**** Data for this exercise ****

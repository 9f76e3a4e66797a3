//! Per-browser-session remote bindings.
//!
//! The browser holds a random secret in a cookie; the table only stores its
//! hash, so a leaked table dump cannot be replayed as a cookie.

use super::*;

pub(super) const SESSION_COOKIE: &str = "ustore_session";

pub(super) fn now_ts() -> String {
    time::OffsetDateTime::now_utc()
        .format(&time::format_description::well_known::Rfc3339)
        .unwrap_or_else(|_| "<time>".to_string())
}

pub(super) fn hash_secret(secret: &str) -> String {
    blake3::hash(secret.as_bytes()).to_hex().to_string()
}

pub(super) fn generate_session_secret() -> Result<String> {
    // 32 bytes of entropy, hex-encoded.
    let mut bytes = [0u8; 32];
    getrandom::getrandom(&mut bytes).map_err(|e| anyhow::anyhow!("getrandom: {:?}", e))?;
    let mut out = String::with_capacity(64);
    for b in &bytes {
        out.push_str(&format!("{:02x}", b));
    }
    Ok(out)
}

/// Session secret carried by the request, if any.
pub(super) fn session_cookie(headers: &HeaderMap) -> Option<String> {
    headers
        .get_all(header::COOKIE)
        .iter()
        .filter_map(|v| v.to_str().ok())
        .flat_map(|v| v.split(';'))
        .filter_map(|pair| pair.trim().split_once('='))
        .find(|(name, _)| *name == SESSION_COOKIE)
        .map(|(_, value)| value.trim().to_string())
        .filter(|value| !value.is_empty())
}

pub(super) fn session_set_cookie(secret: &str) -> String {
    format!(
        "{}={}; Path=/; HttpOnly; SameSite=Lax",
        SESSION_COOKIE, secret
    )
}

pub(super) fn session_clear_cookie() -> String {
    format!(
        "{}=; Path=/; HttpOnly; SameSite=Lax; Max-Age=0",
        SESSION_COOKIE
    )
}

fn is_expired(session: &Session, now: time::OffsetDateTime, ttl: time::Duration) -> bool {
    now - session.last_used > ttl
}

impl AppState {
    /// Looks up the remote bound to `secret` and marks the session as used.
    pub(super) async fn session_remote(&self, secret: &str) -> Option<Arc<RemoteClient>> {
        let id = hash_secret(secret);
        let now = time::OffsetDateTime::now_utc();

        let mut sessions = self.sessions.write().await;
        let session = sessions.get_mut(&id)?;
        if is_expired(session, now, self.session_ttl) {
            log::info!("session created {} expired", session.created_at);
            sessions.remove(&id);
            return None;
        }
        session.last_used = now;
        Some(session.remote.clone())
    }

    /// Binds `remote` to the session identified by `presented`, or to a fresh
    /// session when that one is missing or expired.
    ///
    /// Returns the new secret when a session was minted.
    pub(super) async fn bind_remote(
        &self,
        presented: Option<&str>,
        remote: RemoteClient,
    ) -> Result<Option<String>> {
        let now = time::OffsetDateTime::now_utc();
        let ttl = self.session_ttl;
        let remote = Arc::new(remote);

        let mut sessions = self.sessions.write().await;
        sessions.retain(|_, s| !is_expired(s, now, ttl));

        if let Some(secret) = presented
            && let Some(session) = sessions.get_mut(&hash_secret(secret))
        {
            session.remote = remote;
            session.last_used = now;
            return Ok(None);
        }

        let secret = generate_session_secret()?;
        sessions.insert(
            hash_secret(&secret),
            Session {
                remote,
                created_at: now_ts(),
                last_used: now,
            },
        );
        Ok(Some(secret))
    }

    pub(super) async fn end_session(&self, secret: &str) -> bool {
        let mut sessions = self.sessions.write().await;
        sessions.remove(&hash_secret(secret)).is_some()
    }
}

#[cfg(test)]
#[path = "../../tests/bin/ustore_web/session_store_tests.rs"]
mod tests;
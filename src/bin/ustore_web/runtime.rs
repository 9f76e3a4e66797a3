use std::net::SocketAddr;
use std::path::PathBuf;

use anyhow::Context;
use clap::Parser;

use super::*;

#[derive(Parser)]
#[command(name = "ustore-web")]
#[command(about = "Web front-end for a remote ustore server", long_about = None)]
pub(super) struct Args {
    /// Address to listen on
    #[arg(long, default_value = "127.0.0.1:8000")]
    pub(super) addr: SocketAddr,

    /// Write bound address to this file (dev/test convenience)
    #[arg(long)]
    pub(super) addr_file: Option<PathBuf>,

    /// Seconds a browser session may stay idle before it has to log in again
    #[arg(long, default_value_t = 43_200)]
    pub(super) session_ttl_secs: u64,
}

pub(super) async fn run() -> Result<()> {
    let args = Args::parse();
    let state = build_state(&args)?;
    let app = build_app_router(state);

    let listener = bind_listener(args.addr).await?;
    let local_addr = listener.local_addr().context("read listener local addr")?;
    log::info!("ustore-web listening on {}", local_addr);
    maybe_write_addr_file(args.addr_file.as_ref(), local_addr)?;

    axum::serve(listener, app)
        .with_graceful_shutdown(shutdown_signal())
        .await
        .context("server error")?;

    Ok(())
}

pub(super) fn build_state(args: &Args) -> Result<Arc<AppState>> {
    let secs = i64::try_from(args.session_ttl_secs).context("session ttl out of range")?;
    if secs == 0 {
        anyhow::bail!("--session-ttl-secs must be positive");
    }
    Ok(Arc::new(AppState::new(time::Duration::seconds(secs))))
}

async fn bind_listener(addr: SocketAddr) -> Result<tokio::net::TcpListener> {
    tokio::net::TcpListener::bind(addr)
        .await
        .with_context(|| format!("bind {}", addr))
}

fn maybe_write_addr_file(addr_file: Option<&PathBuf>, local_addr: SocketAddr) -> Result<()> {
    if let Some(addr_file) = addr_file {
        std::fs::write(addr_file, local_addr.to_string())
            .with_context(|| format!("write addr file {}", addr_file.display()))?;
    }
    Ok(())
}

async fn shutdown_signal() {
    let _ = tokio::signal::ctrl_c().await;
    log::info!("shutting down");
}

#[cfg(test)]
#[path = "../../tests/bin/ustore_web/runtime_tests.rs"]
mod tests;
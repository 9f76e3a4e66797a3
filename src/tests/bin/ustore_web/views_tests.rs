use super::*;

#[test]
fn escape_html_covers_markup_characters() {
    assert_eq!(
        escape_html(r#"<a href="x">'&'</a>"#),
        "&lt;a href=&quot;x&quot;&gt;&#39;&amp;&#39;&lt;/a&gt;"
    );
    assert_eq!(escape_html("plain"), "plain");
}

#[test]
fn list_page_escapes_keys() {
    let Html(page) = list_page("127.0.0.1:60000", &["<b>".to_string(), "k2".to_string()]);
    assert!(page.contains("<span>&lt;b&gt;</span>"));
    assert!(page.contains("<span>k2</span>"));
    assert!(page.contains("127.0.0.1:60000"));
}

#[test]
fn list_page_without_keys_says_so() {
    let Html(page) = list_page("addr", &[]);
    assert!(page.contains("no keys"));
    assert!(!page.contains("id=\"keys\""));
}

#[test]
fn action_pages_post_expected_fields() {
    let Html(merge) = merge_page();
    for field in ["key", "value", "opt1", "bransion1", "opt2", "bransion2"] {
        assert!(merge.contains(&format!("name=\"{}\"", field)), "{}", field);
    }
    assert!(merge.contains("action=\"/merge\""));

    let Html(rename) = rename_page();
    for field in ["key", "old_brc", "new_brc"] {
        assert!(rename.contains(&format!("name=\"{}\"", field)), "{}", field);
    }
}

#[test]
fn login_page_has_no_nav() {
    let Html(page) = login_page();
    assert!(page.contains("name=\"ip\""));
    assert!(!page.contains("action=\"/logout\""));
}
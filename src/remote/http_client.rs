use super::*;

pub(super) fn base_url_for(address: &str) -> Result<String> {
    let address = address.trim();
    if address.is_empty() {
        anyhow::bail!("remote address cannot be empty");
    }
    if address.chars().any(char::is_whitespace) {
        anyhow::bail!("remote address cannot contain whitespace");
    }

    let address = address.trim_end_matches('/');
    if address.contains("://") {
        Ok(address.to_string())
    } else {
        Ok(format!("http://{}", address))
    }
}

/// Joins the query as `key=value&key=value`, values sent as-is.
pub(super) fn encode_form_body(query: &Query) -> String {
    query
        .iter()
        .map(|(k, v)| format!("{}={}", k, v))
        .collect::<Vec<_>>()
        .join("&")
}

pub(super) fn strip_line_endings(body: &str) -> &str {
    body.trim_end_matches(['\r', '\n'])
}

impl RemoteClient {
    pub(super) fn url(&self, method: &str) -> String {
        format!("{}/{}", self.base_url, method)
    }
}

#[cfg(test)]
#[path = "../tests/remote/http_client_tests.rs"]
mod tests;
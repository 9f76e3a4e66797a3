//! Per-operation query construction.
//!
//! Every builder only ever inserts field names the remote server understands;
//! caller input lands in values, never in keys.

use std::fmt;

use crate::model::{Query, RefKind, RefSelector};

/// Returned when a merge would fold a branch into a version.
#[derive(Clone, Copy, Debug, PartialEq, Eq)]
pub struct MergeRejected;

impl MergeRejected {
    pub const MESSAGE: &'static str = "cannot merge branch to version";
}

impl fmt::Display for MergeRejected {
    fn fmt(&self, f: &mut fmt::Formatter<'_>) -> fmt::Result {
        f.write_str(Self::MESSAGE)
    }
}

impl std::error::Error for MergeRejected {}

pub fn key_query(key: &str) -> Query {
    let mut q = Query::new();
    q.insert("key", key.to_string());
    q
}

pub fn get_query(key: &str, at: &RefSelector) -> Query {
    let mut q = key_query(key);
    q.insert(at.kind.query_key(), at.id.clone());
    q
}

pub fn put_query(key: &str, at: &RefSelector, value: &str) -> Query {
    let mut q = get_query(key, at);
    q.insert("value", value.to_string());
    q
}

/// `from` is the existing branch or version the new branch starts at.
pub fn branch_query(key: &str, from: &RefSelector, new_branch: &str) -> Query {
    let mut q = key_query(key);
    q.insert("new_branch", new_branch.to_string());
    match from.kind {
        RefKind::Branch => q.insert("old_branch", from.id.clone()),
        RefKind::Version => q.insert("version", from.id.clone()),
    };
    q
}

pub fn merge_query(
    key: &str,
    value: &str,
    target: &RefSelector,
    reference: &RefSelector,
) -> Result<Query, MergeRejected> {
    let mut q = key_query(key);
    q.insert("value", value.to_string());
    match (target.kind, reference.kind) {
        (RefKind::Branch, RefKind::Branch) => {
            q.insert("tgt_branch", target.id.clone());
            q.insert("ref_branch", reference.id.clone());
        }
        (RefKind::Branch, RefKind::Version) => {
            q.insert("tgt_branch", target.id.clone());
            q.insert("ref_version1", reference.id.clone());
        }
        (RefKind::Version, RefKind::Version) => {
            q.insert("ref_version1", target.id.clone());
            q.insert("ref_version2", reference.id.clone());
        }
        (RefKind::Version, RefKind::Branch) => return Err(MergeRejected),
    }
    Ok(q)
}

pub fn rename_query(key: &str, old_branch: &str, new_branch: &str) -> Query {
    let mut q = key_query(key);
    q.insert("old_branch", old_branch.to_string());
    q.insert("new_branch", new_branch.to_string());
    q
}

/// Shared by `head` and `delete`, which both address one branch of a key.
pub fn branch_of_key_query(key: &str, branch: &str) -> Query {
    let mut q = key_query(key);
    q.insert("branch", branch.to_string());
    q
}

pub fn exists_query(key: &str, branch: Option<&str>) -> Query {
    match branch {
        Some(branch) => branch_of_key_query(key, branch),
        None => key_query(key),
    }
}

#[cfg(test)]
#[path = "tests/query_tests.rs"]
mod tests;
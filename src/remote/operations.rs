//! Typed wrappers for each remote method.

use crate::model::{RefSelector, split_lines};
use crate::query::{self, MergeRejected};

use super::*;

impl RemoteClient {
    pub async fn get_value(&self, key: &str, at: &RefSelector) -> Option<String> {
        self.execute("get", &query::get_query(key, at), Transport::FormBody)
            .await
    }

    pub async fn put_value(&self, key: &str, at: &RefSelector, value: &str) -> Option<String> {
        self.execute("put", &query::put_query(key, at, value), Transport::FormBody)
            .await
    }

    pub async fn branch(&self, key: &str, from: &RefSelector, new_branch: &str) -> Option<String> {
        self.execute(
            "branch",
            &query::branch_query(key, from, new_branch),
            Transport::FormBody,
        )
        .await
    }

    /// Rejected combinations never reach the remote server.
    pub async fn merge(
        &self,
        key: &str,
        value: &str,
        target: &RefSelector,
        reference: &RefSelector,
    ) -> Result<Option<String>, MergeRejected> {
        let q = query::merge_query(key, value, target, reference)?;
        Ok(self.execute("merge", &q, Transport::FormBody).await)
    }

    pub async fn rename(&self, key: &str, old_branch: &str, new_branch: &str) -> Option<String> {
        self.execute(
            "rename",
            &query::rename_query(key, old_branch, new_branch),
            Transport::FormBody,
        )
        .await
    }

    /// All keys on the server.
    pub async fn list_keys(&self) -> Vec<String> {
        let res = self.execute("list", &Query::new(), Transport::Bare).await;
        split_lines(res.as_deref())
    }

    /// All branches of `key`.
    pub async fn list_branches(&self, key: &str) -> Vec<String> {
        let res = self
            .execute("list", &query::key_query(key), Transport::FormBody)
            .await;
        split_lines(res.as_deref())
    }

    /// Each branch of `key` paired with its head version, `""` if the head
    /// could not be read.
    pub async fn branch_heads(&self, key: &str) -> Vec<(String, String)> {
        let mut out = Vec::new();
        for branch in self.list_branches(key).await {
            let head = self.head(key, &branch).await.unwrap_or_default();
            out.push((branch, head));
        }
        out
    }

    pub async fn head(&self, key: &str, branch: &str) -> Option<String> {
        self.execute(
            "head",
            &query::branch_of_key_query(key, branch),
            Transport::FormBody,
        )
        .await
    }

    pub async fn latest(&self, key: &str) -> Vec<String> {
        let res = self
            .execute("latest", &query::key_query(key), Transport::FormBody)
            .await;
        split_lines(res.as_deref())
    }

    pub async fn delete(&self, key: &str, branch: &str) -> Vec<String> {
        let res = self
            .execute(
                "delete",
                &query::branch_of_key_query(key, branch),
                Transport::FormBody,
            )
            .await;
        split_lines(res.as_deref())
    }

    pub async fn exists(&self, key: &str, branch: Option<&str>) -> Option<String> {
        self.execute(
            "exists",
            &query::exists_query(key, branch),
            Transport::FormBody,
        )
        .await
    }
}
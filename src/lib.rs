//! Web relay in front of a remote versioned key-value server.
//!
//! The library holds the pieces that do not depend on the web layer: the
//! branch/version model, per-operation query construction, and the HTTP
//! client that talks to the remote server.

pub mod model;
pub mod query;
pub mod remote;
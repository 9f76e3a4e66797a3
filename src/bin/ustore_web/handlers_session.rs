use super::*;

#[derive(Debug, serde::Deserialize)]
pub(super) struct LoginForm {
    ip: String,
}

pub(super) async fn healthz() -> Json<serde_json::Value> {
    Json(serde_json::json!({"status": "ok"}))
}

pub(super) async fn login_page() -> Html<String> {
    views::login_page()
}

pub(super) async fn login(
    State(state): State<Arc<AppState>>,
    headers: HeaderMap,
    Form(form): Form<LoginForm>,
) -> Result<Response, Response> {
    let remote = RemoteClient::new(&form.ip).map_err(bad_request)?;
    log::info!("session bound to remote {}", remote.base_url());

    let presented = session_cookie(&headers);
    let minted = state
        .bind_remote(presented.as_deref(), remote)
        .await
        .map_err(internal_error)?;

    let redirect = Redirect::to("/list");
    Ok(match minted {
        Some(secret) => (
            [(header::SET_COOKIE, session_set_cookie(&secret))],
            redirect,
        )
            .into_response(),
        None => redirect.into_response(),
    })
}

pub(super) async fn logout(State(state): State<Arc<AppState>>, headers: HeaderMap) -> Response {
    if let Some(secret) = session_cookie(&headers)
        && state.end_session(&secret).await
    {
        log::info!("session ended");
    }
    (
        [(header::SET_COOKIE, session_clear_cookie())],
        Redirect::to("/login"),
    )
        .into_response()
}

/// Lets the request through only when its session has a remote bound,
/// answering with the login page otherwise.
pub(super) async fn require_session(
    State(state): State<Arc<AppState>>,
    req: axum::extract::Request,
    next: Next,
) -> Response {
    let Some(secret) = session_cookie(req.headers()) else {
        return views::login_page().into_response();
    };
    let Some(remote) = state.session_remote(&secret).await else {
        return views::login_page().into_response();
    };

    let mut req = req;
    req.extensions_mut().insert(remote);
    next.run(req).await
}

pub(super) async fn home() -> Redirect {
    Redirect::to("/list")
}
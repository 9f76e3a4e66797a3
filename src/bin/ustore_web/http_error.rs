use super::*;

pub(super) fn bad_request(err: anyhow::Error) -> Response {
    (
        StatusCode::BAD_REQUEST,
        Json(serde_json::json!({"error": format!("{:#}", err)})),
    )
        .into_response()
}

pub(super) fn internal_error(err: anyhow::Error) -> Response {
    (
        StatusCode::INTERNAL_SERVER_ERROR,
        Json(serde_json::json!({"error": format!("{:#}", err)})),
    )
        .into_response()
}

****

- Exercise description
For the word "that", please count the lines in the data where it appears and respond with the number only.

- Problem solution
3